First question is probably extremely stupid but I will ask anyway: Is the pruning and the early stopping the same in this example below? Or is it two separate separate options controlling two separate processes?
I got an imbalanced target, so how can I use a custom evaluation metric here instead of 'binary_logloss' such as e.g. balanced accuracy?
When I get the optimal parameters, the 'n_estimators' will still equal 999999. Using an "infinite" number of estimators and prune using early stopping is recommended for imbalanced target so that's why it's so high. How do fit the final model with the optimal n_estimators post pruning?

Thank you very much for helping me out with this I am quite frustrated.

def objective(trial, X, y):
    param_grid = {
        # "device_type": trial.suggest_categorical("device_type", ['gpu']),
        "n_estimators": trial.suggest_categorical("n_estimators", [999999]),
        "learning_rate": trial.suggest_float("learning_rate", 0.01, 0.3),
        "num_leaves": trial.suggest_int("num_leaves", 20, 3000, step=20),
        "max_depth": trial.suggest_int("max_depth", 3, 12),
        "min_data_in_leaf": trial.suggest_int("min_data_in_leaf", 200, 10000, step=100),
        "lambda_l1": trial.suggest_int("lambda_l1", 0, 100, step=5),
        "lambda_l2": trial.suggest_int("lambda_l2", 0, 100, step=5),
        "min_gain_to_split": trial.suggest_float("min_gain_to_split", 0, 15),
        "bagging_fraction": trial.suggest_float(
            "bagging_fraction", 0.2, 0.95, step=0.1
        ),
        "bagging_freq": trial.suggest_categorical("bagging_freq", [1]),
        "feature_fraction": trial.suggest_float(
            "feature_fraction", 0.2, 0.95, step=0.1
        ),
    }

    cv = StratifiedKFold(n_splits=5, shuffle=True, random_state=1121218)

    cv_scores = np.empty(5)
    for idx, (train_idx, test_idx) in enumerate(cv.split(X, y)):
        X_train, X_test = X.iloc[train_idx], X.iloc[test_idx]
        y_train, y_test = y.iloc[train_idx], y.iloc[test_idx]
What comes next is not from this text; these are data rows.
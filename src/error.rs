//! Error taxonomy for the planning and run machinery.
//!
//! Stage code and collaborators return `ClerkError` so callers can branch on
//! the failure kind (retry a transient provider fault, surface a validation
//! problem immediately). The CLI edge converts into `anyhow::Error`.

use thiserror::Error;

#[derive(Error, Debug)]
pub enum ClerkError {
    /// A referenced entity (run, template, plan item) does not exist.
    #[error("{entity} {id} not found")]
    NotFound { entity: &'static str, id: String },

    /// Caller-supplied input is malformed or a precondition is unmet.
    #[error("validation: {0}")]
    Validation(String),

    /// A run reached a stage whose structural prerequisites are missing.
    #[error("invariant violation: {0}")]
    Invariant(String),

    /// Storage provider or classifier failure. `retryable` marks
    /// 5xx/429-equivalent and transient network conditions.
    #[error("provider error: {message}")]
    Provider { message: String, retryable: bool },

    #[error(transparent)]
    Io(#[from] std::io::Error),

    #[error(transparent)]
    Json(#[from] serde_json::Error),
}

impl ClerkError {
    pub fn not_found(entity: &'static str, id: impl Into<String>) -> Self {
        ClerkError::NotFound {
            entity,
            id: id.into(),
        }
    }

    pub fn validation(message: impl Into<String>) -> Self {
        ClerkError::Validation(message.into())
    }

    pub fn invariant(message: impl Into<String>) -> Self {
        ClerkError::Invariant(message.into())
    }

    /// A provider fault worth retrying under the backoff policy.
    pub fn provider_retryable(message: impl Into<String>) -> Self {
        ClerkError::Provider {
            message: message.into(),
            retryable: true,
        }
    }

    /// A provider fault that should propagate immediately.
    pub fn provider_terminal(message: impl Into<String>) -> Self {
        ClerkError::Provider {
            message: message.into(),
            retryable: false,
        }
    }

    pub fn is_retryable(&self) -> bool {
        matches!(
            self,
            ClerkError::Provider {
                retryable: true,
                ..
            }
        )
    }
}

pub type Result<T> = std::result::Result<T, ClerkError>;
        model = LGBMClassifier(
            objective="binary",
            **param_grid,
            n_jobs=-1,
            scale_pos_weight=len(y_train) / y_train.sum()
        )
        
        model.fit( 
            X_train,
            y_train,
            eval_set=[(X_test, y_test)],
            eval_metric="binary_logloss", # replace this with e.g. balanced accuracy or f1
            callbacks=[
                LightGBMPruningCallback(trial, "binary_logloss"), # replace this with e.g. balanced accuracy or f1
                early_stopping(100, verbose=False)
            ], 
        )
        preds = model.predict(X_test)#.argmax(axis=1)
        cv_scores[idx] = balanced_accuracy_score(y_test, preds)
    
    loss = 1 - np.nanmedian(cv_scores)
    return loss

Run:

study = optuna.create_study(direction="minimize", study_name="LGBM Classifier")
func = lambda trial: objective(trial, X_train, y_train)
study.optimize(func, n_trials=1)

Fit the final problem. But here I don't want to fit with n_estimators=999999, but with the optimal number of n_estimators:

model = LGBMClassifier(
    objective="binary",
    **study.best_params,
    n_jobs=-1,
    scale_pos_weight=len(y) / y.sum()
)

score 3 · Answer 1 · answered Nov 03 '22 at 16:11

So after a day of experimenting I can answer my own questions:

The LGBM pruning defined by LightGBMPruningCallback(trial, "your_metric") is NOT the referring to the early stopping procedure. The LGBM pruning essentially skips evaluating all cv-folds within a given trial (i.e. for a given set of hyper parameters) if the metric is very unsatisfactory (e.g. low balanced accuracy).
This was very annoying, the solution is not well documented, but it is t set metric='custom' in LGBMClassifier then define the metric in a function and set eval_metric=your_function, see the code below.
It may be a way to retrieve n_estimators for the optimal trial (best params), however, I solved it by fitting the final model with early stopping, see the code below:

CODE

Define a custom metric

def custom_metric(y_true, y_hat):  
    higher_is_better = True
    y_hat_label = np.round(y_hat)
    balanced_accuracy = balanced_accuracy_score(y_true, y_hat_label)
    return 'balanced_accuracy', balanced_accuracy, higher_is_better

Define the objective function (important changes wrt to my question above are commented):

def objective(trial, X, y):
    param_grid = {
        "n_estimators": trial.suggest_categorical("n_estimators", [999999]),
        "learning_rate": trial.suggest_float("learning_rate", 0.01, 0.3),
        "num_leaves": trial.suggest_int("num_leaves", 20, 3000, step=20),
        "max_depth": trial.suggest_int("max_depth", 3, 12),
        "min_data_in_leaf": trial.suggest_int("min_data_in_leaf", 200, 10000, step=100),
        "lambda_l1": trial.suggest_int("lambda_l1", 0, 100, step=5),
        "lambda_l2": trial.suggest_int("lambda_l2", 0, 100, step=5),
        "min_gain_to_split": trial.suggest_float("min_gain_to_split", 0, 15),
        "bagging_fraction": trial.suggest_float(
            "bagging_fraction", 0.2, 0.95, step=0.1
        ),
        "bagging_freq": trial.suggest_categorical("bagging_freq", [1]),
        "feature_fraction": trial.suggest_float(
            "feature_fraction", 0.2, 0.95, step=0.1
        ),
    }

    cv = StratifiedKFold(n_splits=5, shuffle=True, random_state=1121218)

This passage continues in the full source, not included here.